By Bryan Alexander, Clifton Park Field Manager
March 19, 2015
(Last week, Bryan shared some problems plaguing agriculture that have been brought about by climate change. This week, he discusses how farmers are managing the change.)
But not everything is doom and gloom…
6. Always be prepared.
If our country was able to muster the political will tomorrow to cut carbon emissions dramatically, we would still have to live with the effects of climate change for at least a generation. So what are we doing?
Farmers can invest in low-cost technologies like high tunnels for fruit and vegetable crops that protect against climate extremes. We can employ water saving practices in our irrigation equipment and how and when we water. We can compost and cover crop to build soils richer in organic matter that hold water better. We can learn from our ancestors and transform our farms into thriving ecosystems where predatory insects and birds abound and help control our pests. Many of these practices and part and parcel with the sustainability strategies already being adopted and expanded across the country.
7. Take the long view.
For anyone, farmers included, it can be difficult to take our day-to-day experience of the weather and interpret it in broader regional and global patterns of change. Attending this talk was an excellent opportunity to do just that and to reconceptualize a sustainable farm as the farm of the future. It helped me realize the ways in which the typical challenges of farming are compounded by a steadily warming Earth.

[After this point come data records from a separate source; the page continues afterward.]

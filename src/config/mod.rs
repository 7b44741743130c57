//! Credential and settings loading: environment over file, fail-fast
//! validation, never-log-secrets discipline.

pub mod credentials;
pub mod loader;
pub mod settings;

pub use credentials::Credentials;
pub use loader::{load_credentials, load_settings};
pub use settings::Settings;
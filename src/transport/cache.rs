//! LRU+TTL response cache, policy-gated to GET/2xx. Keyed by a SHA-256
//! fingerprint of method, path, canonicalized query, cache-varying
//! headers, and body — grounded on the same `sha2`-based fingerprinting
//! idiom the teacher uses for on-disk response cache keys, adapted to
//! an in-memory LRU.

use crate::constants::{CACHE_DEFAULT_TTL_SECS, CACHE_HEALTHY_HIT_RATE, CACHE_HEALTH_MIN_SAMPLES, CACHE_MAX_ENTRIES};
use regex::Regex;
use sha2::{Digest, Sha256};
use std::collections::HashMap;
use std::sync::Mutex;
use std::time::{Duration, Instant};

struct Entry {
    value: serde_json::Value,
    expires_at: Instant,
    last_access: Instant,
}

#[derive(Debug, Clone, Copy, Default)]
pub struct CacheStats {
    pub hits: u64,
    pub misses: u64,
    pub evictions: u64,
}

impl CacheStats {
    #[must_use]
    pub fn hit_rate(&self) -> f64 {
        let total = self.hits + self.misses;
        if total == 0 {
            0.0
        } else {
            self.hits as f64 / total as f64
        }
    }

    #[must_use]
    pub fn is_healthy(&self) -> bool {
        let total = self.hits + self.misses;
        total < CACHE_HEALTH_MIN_SAMPLES || self.hit_rate() >= CACHE_HEALTHY_HIT_RATE
    }
}

struct Inner {
    entries: HashMap<String, Entry>,
    stats: CacheStats,
}

pub struct ResponseCache {
    ttl: Duration,
    max_entries: usize,
    inner: Mutex<Inner>,
}

impl Default for ResponseCache {
    fn default() -> Self {
        Self::new(Duration::from_secs(CACHE_DEFAULT_TTL_SECS), CACHE_MAX_ENTRIES)
    }
}

impl ResponseCache {
    #[must_use]
    pub fn new(ttl: Duration, max_entries: usize) -> Self {
        Self { ttl, max_entries, inner: Mutex::new(Inner { entries: HashMap::new(), stats: CacheStats::default() }) }
    }

    /// Whether an outcome should be cached at all: only `GET` requests
    /// with a `2xx` status.
    #[must_use]
    pub const fn should_cache(method_is_get: bool, status: u16) -> bool {
        method_is_get && status >= 200 && status < 300
    }

    /// Computes the canonical cache key for a request.
    #[must_use]
    pub fn fingerprint(method: &str, path: &str, query: &[(String, String)], varying_headers: &[(String, String)], body: Option<&serde_json::Value>, account_key: Option<&str>) -> String {
        let mut sorted_query = query.to_vec();
        sorted_query.sort();
        let mut sorted_headers = varying_headers.to_vec();
        sorted_headers.sort();

        let mut hasher = Sha256::new();
        hasher.update(method.as_bytes());
        hasher.update(b"\0");
        hasher.update(path.as_bytes());
        hasher.update(b"\0");
        for (k, v) in &sorted_query {
            hasher.update(k.as_bytes());
            hasher.update(b"=");
            hasher.update(v.as_bytes());
            hasher.update(b"&");
        }
        hasher.update(b"\0");
        for (k, v) in &sorted_headers {
            hasher.update(k.as_bytes());
            hasher.update(b":");
            hasher.update(v.as_bytes());
            hasher.update(b";");
        }
        hasher.update(b"\0");
        if let Some(b) = body {
            hasher.update(b.to_string().as_bytes());
        }
        hasher.update(b"\0");
        if let Some(k) = account_key {
            hasher.update(k.as_bytes());
        }
        format!("{:x}", hasher.finalize())
    }

    #[must_use]
    pub fn get(&self, key: &str) -> Option<serde_json::Value> {
        let mut inner = self.inner.lock().unwrap_or_else(std::sync::PoisonError::into_inner);
        let now = Instant::now();
        let expired = inner.entries.get(key).is_some_and(|e| e.expires_at <= now);
        if expired {
            inner.entries.remove(key);
        }
        if let Some(entry) = inner.entries.get_mut(key) {
            entry.last_access = now;
            let value = entry.value.clone();
            inner.stats.hits += 1;
            Some(value)
        } else {
            inner.stats.misses += 1;
            None
        }
    }

    pub fn set(&self, key: String, value: serde_json::Value) {
        let mut inner = self.inner.lock().unwrap_or_else(std::sync::PoisonError::into_inner);
        let now = Instant::now();

        let ttl = self.ttl;
        inner.entries.retain(|_, e| e.expires_at > now);

        if inner.entries.len() >= self.max_entries && !inner.entries.contains_key(&key) {
            if let Some(lru_key) = inner.entries.iter().min_by_key(|(_, e)| e.last_access).map(|(k, _)| k.clone()) {
                inner.entries.remove(&lru_key);
                inner.stats.evictions += 1;
            }
        }

        inner.entries.insert(key, Entry { value, expires_at: now + ttl, last_access: now });
    }

    pub fn invalidate(&self, key: &str) {
        let mut inner = self.inner.lock().unwrap_or_else(std::sync::PoisonError::into_inner);
        inner.entries.remove(key);
    }

    /// Removes every entry whose key matches `pattern`.
    pub fn invalidate_pattern(&self, pattern: &Regex) {
        let mut inner = self.inner.lock().unwrap_or_else(std::sync::PoisonError::into_inner);
        inner.entries.retain(|k, _| !pattern.is_match(k));
    }

    #[must_use]
    pub fn stats(&self) -> CacheStats {
        let inner = self.inner.lock().unwrap_or_else(std::sync::PoisonError::into_inner);
        inner.stats
    }

    #[must_use]
    pub fn len(&self) -> usize {
        let inner = self.inner.lock().unwrap_or_else(std::sync::PoisonError::into_inner);
        inner.entries.len()
    }

    #[must_use]
    pub fn is_empty(&self) -> bool {
        self.len() == 0
    }
}
//! HTTP transport: a persistent, per-process `reqwest::Client` with
//! TLS >= 1.2, connection pooling, and a bounded response body read.

use crate::constants::{HTTP_IDLE_TIMEOUT_SECS, HTTP_MAX_BODY_BYTES, HTTP_MAX_IDLE_PER_HOST};
use crate::error::Error;
use std::time::Duration;

/// Builds the shared client used for every outbound call to the
/// vendor. `request_timeout` comes from `Settings::request_timeout_ms`.
///
/// # Errors
/// Returns an error if the underlying TLS backend fails to initialize.
pub fn build_client(request_timeout: Duration, user_agent: &str) -> Result<reqwest::Client, Error> {
    reqwest::Client::builder()
        .user_agent(user_agent)
        .timeout(request_timeout)
        .min_tls_version(reqwest::tls::Version::TLS_1_2)
        .pool_idle_timeout(Duration::from_secs(HTTP_IDLE_TIMEOUT_SECS))
        .pool_max_idle_per_host(HTTP_MAX_IDLE_PER_HOST)
        .build()
        .map_err(|e| Error::config("http_client", e.to_string()))
}

/// Reads a response body, failing with `Error::PayloadTooLarge` if it
/// exceeds the hard cap rather than buffering an unbounded amount of
/// memory.
///
/// # Errors
/// Returns `Error::PayloadTooLarge` if the body exceeds
/// `HTTP_MAX_BODY_BYTES`, or `Error::Network` on a transport failure.
pub async fn read_bounded_body(response: reqwest::Response) -> Result<Vec<u8>, Error> {
    if let Some(len) = response.content_length() {
        if len > HTTP_MAX_BODY_BYTES {
            return Err(Error::PayloadTooLarge { limit_bytes: HTTP_MAX_BODY_BYTES });
        }
    }

    use futures_util::StreamExt;
    let mut stream = response.bytes_stream();
    let mut buf = Vec::new();
    while let Some(chunk) = stream.next().await {
        let chunk = chunk?;
        if buf.len() as u64 + chunk.len() as u64 > HTTP_MAX_BODY_BYTES {
            return Err(Error::PayloadTooLarge { limit_bytes: HTTP_MAX_BODY_BYTES });
        }
        buf.extend_from_slice(&chunk);
    }
    Ok(buf)
}

#[cfg(test)]
mod tests {
    use super::*;

    #[test]
    fn build_client_succeeds_with_reasonable_timeout() {
        let client = build_client(Duration::from_secs(30), "akamai-mcp-gateway/0.1");
        assert!(client.is_ok());
    }
}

Real Food is already experimenting with many of the practices listed above, and we’re excited to expand on them to share with other farmers in the region. I remember hearing at a previous conference that farmers are naturally risk-takers. Becoming involved in farming is necessarily a commitment to learn, experiment, and grow. That’s why conferences like these are so invaluable to farmers. They help us see that we aren’t alone out in the field, that our challenges are shared, and that we share a common purpose in finding sustainable means to overcome them.